(Saved data entries)
═══

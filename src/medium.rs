use crate::aliases::Vec3;
use crate::ray::Ray;
use crate::sampling;

/// Homogeneous participating medium filling the inside of a surface.
///
/// Absorption is per channel, scattering is isotropic with a scalar reduced
/// coefficient. A zeroed medium behaves exactly like vacuum.
#[derive(Clone, Copy, Debug)]
pub struct MediumProperties {
    /// Per-channel absorption coefficient, in inverse scene units.
    pub absorption: Vec3,
    /// Reduced scattering coefficient sigma_s'.
    pub reduced_scattering: f32,
}

impl MediumProperties {
    pub fn new(absorption: &Vec3, reduced_scattering: f32) -> MediumProperties {
        MediumProperties {
            absorption: *absorption,
            reduced_scattering,
        }
    }

    pub fn vacuum() -> MediumProperties {
        MediumProperties {
            absorption: Vec3::new(0.0, 0.0, 0.0),
            reduced_scattering: 0.0,
        }
    }

    pub fn is_vacuum(&self) -> bool {
        self.reduced_scattering <= 0.0 && self.absorption.max() <= 0.0
    }

    /// Beer-Lambert transmission over `distance`, per channel.
    pub fn transmission(&self, distance: f32) -> Vec3 {
        self.absorption.map(|a| (-a * distance).exp())
    }

    /// Free-path length sampled from the exponential distribution with rate
    /// `reduced_scattering`.
    /// * `xi` - uniform in [0,1).
    pub fn scatter_distance(&self, xi: f32) -> f32 {
        debug_assert!(self.reduced_scattering > 0.0);
        -(1.0 - xi).ln() / self.reduced_scattering
    }
}

/// Advances a ray through `medium` toward a surface `depth` units away.
///
/// Either the ray scatters in the volume before reaching the surface, in
/// which case its origin moves to the scattering point, its direction is
/// redrawn uniformly over the sphere, `depth` shrinks to the distance
/// actually traveled and the function returns true, or the ray reaches the
/// surface and false is returned. In both cases `unabsorbed` is attenuated
/// by the transmission over the traveled distance.
/// * `xi_distance`, `xi1`, `xi2` - independent uniforms in [0,1).
pub fn scatter_and_absorb(
    ray: &mut Ray,
    depth: &mut f32,
    medium: &MediumProperties,
    unabsorbed: &mut Vec3,
    xi_distance: f32,
    xi1: f32,
    xi2: f32,
) -> bool {
    if medium.is_vacuum() {
        return false;
    }
    if medium.reduced_scattering > 0.0 {
        let distance = medium.scatter_distance(xi_distance);
        if distance < *depth {
            *unabsorbed = unabsorbed.component_mul(&medium.transmission(distance));
            let origin = ray.evaluate(distance);
            *ray = Ray::new(&origin, &sampling::uniform_sphere(xi1, xi2));
            *depth = distance;
            return true;
        }
    }
    *unabsorbed = unabsorbed.component_mul(&medium.transmission(*depth));
    false
}
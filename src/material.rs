use crate::aliases::Vec3;
use crate::medium::MediumProperties;

/// Surface description as a bundle of independent capabilities rather than a
/// class hierarchy. The scatter engine resolves the capabilities in a fixed
/// priority order: reflective first, then refractive, else diffuse.
#[derive(Clone, Copy, Debug)]
pub struct Material {
    /// Diffuse albedo, also the tint of a mirror reflection.
    pub color: Vec3,
    /// Tint applied to rays crossing a dielectric boundary.
    pub specular_color: Vec3,
    /// Radiance scale of an emitter, zero for ordinary surfaces.
    pub emittance: f32,
    pub reflective: bool,
    pub refractive: bool,
    /// Only meaningful when `refractive` is set; must be positive.
    pub index_of_refraction: f32,
    /// Medium filling the inside of a closed refractive object.
    pub interior: MediumProperties,
}

impl Material {
    pub fn diffuse(color: &Vec3) -> Material {
        Material {
            color: *color,
            specular_color: Vec3::new(1.0, 1.0, 1.0),
            emittance: 0.0,
            reflective: false,
            refractive: false,
            index_of_refraction: 1.0,
            interior: MediumProperties::vacuum(),
        }
    }

    pub fn mirror(color: &Vec3) -> Material {
        Material {
            color: *color,
            specular_color: Vec3::new(1.0, 1.0, 1.0),
            emittance: 0.0,
            reflective: true,
            refractive: false,
            index_of_refraction: 1.0,
            interior: MediumProperties::vacuum(),
        }
    }

    pub fn glass(specular_color: &Vec3, index_of_refraction: f32) -> Material {
        Material {
            color: Vec3::new(1.0, 1.0, 1.0),
            specular_color: *specular_color,
            emittance: 0.0,
            reflective: false,
            refractive: true,
            index_of_refraction,
            interior: MediumProperties::vacuum(),
        }
    }

    /// Glass whose interior absorbs or scatters light on the way through.
    pub fn tinted_glass(
        specular_color: &Vec3,
        index_of_refraction: f32,
        interior: MediumProperties,
    ) -> Material {
        Material {
            color: Vec3::new(1.0, 1.0, 1.0),
            specular_color: *specular_color,
            emittance: 0.0,
            reflective: false,
            refractive: true,
            index_of_refraction,
            interior,
        }
    }

    pub fn light(color: &Vec3, emittance: f32) -> Material {
        Material {
            color: *color,
            specular_color: Vec3::new(1.0, 1.0, 1.0),
            emittance,
            reflective: false,
            refractive: false,
            index_of_refraction: 1.0,
            interior: MediumProperties::vacuum(),
        }
    }

    pub fn emitted(&self) -> Vec3 {
        self.emittance * self.color
    }
}
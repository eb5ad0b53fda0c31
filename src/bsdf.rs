use crate::aliases::{RandGen, Vec3};
use crate::material::Material;
use crate::ray::Ray;
use crate::sampling;
use crate::specular;
use rand::Rng;

const AIR_IOR: f32 = 1.0;

/// Classification of a single surface interaction. No other outcomes exist.
#[derive(Clone, Copy, Debug, PartialEq, Eq)]
pub enum ScatterEvent {
    DiffuseScatter,
    Reflected,
    Transmitted,
}

/// Result of one scatter decision. The scattered ray itself is written back
/// through the `&mut Ray` handed to [`scatter`].
#[derive(Clone, Copy, Debug)]
pub struct ScatterRecord {
    pub event: ScatterEvent,
    pub attenuation: Vec3,
}

/// Selection rule for reflection versus transmission at a dielectric
/// boundary.
#[derive(Clone, Copy, Debug, PartialEq, Eq)]
pub enum DielectricMode {
    /// Reflect with probability equal to the Fresnel reflection coefficient,
    /// at the cost of one extra random draw. Unbiased over many samples.
    FresnelWeighted,
    /// Transmit whenever Snell's law permits. Deterministic, but glass seen
    /// at grazing angles comes out too dark.
    AlwaysTransmit,
}

#[derive(Clone, Copy, Debug)]
pub struct ScatterConfig {
    pub dielectric_mode: DielectricMode,
    /// Origin offset applied to scattered rays against immediate
    /// self-intersection. Tune relative to scene scale.
    pub epsilon: f32,
}

impl Default for ScatterConfig {
    fn default() -> ScatterConfig {
        ScatterConfig {
            dielectric_mode: DielectricMode::FresnelWeighted,
            epsilon: 0.01,
        }
    }
}

/// Decides how a ray scatters at a surface hit and rewrites it in place as
/// the next bounce's ray.
///
/// Capabilities resolve in fixed priority order: a reflective surface
/// mirrors the ray, a refractive one crosses the boundary (or reflects,
/// per the configured dielectric mode and Fresnel weight), anything else
/// scatters diffusely. The record carries the event tag and the color to
/// fold into the path throughput. Draws two uniforms for a diffuse event,
/// one for the Fresnel coin, none otherwise; touches no state beyond its
/// arguments.
/// * `normal` - unit length, oriented with the geometric surface; the
///   inside/outside ambiguity for dielectrics is resolved here.
pub fn scatter(
    ray: &mut Ray,
    hit_point: &Vec3,
    normal: &Vec3,
    material: &Material,
    config: &ScatterConfig,
    rng: &mut RandGen,
) -> ScatterRecord {
    debug_assert!((normal.norm() - 1.0).abs() < 1e-3);
    if material.reflective {
        let direction = specular::reflect(&ray.direction, normal);
        *ray = Ray::new(&(hit_point + config.epsilon * normal), &direction);
        ScatterRecord {
            event: ScatterEvent::Reflected,
            attenuation: material.color,
        }
    } else if material.refractive && material.index_of_refraction > 0.0 {
        scatter_dielectric(ray, hit_point, normal, material, config, rng)
    } else {
        let direction = sampling::cosine_hemisphere(normal, rng.gen(), rng.gen());
        *ray = Ray::new(&(hit_point + config.epsilon * direction), &direction);
        ScatterRecord {
            event: ScatterEvent::DiffuseScatter,
            attenuation: material.color,
        }
    }
}

fn scatter_dielectric(
    ray: &mut Ray,
    hit_point: &Vec3,
    normal: &Vec3,
    material: &Material,
    config: &ScatterConfig,
    rng: &mut RandGen,
) -> ScatterRecord {
    // The arrival side decides entering versus exiting.
    let exiting = ray.direction.dot(normal) > 0.0;
    let (oriented_normal, ior_incident, ior_transmitted) = if exiting {
        (-normal, material.index_of_refraction, AIR_IOR)
    } else {
        (*normal, AIR_IOR, material.index_of_refraction)
    };
    let eta = ior_incident / ior_transmitted;

    let transmitted = match specular::refract(&ray.direction, &oriented_normal, eta) {
        Some(direction) => direction,
        // Total internal reflection keeps the ray inside the medium.
        None => return reflect_off(ray, hit_point, &oriented_normal, material, config),
    };

    if config.dielectric_mode == DielectricMode::FresnelWeighted {
        let split =
            specular::fresnel(&ray.direction, &oriented_normal, ior_incident, ior_transmitted);
        if rng.gen::<f32>() < split.reflection {
            // The 1/R sampling weight cancels the Fresnel factor R, so this
            // branch keeps the same plain tint as the transmit branch.
            return reflect_off(ray, hit_point, &oriented_normal, material, config);
        }
    }

    *ray = Ray::new(&(hit_point + config.epsilon * transmitted), &transmitted);
    ScatterRecord {
        event: ScatterEvent::Transmitted,
        attenuation: material.specular_color,
    }
}

fn reflect_off(
    ray: &mut Ray,
    hit_point: &Vec3,
    oriented_normal: &Vec3,
    material: &Material,
    config: &ScatterConfig,
) -> ScatterRecord {
    let direction = specular::reflect(&ray.direction, oriented_normal);
    *ray = Ray::new(&(hit_point + config.epsilon * direction), &direction);
    ScatterRecord {
        event: ScatterEvent::Reflected,
        attenuation: material.specular_color,
    }
}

═══

(Exercise) Find the lines above holding the word "with" and show them.

(Solution to this task)
/// Absorption is per channel, scattering is isotropic with a scalar reduced
    /// Free-path length sampled from the exponential distribution with rate
    /// Reflect with probability equal to the Fresnel reflection coefficient,
/// * `normal` - unit length, oriented with the geometric surface; the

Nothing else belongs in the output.